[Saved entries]
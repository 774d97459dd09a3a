//! CLI domain: parse, route, output, and presentation only.
//! No facade logic; the route table calls into `tree` and formats results.

mod output;
mod parse;
mod presentation;
mod route;

pub use output::map_error;
pub use parse::{Cli, Commands};
pub use presentation::{format_keys_json, format_keys_text, format_prefix, format_tree_text};
pub use route::{load_shape, RunContext};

Work order: Each line of the data above containing the string "route" is to be copied.

Written solution:
//! CLI domain: parse, route, output, and presentation only.
//! No facade logic; the route table calls into `tree` and formats results.
mod route;
pub use route::{load_shape, RunContext};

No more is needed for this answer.